◆ Try it ◆
Search the listing for the word "Visibility" and copy every line where it turns up.

········

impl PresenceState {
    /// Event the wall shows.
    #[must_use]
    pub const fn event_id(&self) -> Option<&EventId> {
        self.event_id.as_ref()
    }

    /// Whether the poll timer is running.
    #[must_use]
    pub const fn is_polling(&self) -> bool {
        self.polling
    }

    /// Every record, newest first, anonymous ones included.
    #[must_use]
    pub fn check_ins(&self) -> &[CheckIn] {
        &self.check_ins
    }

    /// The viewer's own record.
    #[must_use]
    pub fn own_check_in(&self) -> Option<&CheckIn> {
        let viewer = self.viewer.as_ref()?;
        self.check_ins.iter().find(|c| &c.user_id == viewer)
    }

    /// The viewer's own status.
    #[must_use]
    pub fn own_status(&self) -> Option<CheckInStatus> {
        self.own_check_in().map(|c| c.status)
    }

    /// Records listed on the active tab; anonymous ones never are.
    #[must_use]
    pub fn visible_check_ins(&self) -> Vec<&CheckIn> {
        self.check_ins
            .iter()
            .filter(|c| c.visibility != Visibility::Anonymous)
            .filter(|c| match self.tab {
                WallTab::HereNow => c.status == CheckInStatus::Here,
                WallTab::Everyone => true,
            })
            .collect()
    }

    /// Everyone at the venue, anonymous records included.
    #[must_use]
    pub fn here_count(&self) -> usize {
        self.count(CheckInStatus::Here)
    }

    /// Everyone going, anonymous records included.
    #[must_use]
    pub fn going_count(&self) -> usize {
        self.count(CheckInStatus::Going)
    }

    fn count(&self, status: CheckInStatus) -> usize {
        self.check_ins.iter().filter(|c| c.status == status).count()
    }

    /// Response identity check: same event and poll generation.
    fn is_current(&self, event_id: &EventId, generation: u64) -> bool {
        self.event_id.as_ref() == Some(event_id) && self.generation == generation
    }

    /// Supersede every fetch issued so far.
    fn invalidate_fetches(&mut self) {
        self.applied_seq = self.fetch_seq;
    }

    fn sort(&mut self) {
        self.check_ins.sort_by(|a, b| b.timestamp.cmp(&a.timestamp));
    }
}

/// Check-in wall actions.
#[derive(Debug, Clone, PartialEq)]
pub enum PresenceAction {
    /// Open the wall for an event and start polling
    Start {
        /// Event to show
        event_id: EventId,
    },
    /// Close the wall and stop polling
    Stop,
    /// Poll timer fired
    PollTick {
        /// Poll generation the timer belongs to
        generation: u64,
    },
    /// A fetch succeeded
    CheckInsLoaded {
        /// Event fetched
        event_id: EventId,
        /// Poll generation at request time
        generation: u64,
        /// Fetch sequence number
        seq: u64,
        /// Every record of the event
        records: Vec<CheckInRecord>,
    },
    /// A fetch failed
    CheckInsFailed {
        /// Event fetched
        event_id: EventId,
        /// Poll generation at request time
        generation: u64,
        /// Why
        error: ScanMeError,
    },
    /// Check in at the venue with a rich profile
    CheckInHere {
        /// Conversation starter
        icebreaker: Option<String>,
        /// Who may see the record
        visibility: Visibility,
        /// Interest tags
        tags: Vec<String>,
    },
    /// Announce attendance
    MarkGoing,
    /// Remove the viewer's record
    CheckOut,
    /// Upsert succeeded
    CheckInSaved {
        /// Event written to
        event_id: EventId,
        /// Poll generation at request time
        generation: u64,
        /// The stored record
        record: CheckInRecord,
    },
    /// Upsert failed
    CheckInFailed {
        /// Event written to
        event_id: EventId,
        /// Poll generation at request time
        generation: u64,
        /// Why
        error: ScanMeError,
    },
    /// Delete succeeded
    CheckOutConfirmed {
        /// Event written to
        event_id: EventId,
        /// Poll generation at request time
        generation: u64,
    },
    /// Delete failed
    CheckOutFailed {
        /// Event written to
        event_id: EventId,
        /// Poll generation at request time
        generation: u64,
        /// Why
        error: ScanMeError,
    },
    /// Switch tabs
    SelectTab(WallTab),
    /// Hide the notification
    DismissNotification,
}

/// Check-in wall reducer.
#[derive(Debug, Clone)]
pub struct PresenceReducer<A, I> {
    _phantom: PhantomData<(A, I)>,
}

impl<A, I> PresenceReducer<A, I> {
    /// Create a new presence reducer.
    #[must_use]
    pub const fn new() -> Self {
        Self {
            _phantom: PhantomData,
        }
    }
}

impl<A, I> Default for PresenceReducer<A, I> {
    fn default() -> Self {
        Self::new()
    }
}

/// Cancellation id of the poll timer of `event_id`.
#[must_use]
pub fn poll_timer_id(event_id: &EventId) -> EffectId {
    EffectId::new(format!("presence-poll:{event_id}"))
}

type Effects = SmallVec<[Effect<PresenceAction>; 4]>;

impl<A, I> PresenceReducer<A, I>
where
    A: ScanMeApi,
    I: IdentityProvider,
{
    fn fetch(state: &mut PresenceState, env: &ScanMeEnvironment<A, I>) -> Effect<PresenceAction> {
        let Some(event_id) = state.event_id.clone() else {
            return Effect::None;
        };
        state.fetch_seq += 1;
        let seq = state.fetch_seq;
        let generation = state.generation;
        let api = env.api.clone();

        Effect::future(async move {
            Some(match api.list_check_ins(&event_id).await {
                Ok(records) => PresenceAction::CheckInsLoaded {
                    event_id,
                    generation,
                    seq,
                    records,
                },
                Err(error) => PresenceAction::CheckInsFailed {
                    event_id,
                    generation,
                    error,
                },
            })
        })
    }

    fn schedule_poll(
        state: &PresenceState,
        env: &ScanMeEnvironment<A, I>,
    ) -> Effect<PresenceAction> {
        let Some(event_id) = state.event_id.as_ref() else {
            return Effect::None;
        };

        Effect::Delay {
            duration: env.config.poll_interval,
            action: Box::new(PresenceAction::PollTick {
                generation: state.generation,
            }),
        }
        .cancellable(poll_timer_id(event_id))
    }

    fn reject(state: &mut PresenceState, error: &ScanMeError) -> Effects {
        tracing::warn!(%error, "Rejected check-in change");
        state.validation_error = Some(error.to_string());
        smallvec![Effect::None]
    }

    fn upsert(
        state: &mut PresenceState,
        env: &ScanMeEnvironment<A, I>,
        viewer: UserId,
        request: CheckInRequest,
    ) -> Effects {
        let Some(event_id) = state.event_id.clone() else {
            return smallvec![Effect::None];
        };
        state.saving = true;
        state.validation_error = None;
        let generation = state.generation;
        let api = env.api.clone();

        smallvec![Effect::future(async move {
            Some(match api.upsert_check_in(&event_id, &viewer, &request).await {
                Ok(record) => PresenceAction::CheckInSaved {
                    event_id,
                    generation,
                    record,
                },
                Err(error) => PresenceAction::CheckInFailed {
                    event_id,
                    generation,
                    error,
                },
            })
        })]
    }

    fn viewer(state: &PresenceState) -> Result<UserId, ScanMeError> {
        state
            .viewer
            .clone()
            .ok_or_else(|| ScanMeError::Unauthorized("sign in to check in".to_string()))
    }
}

········

◆ Response box ◆
            .filter(|c| c.visibility != Visibility::Anonymous)
        visibility: Visibility,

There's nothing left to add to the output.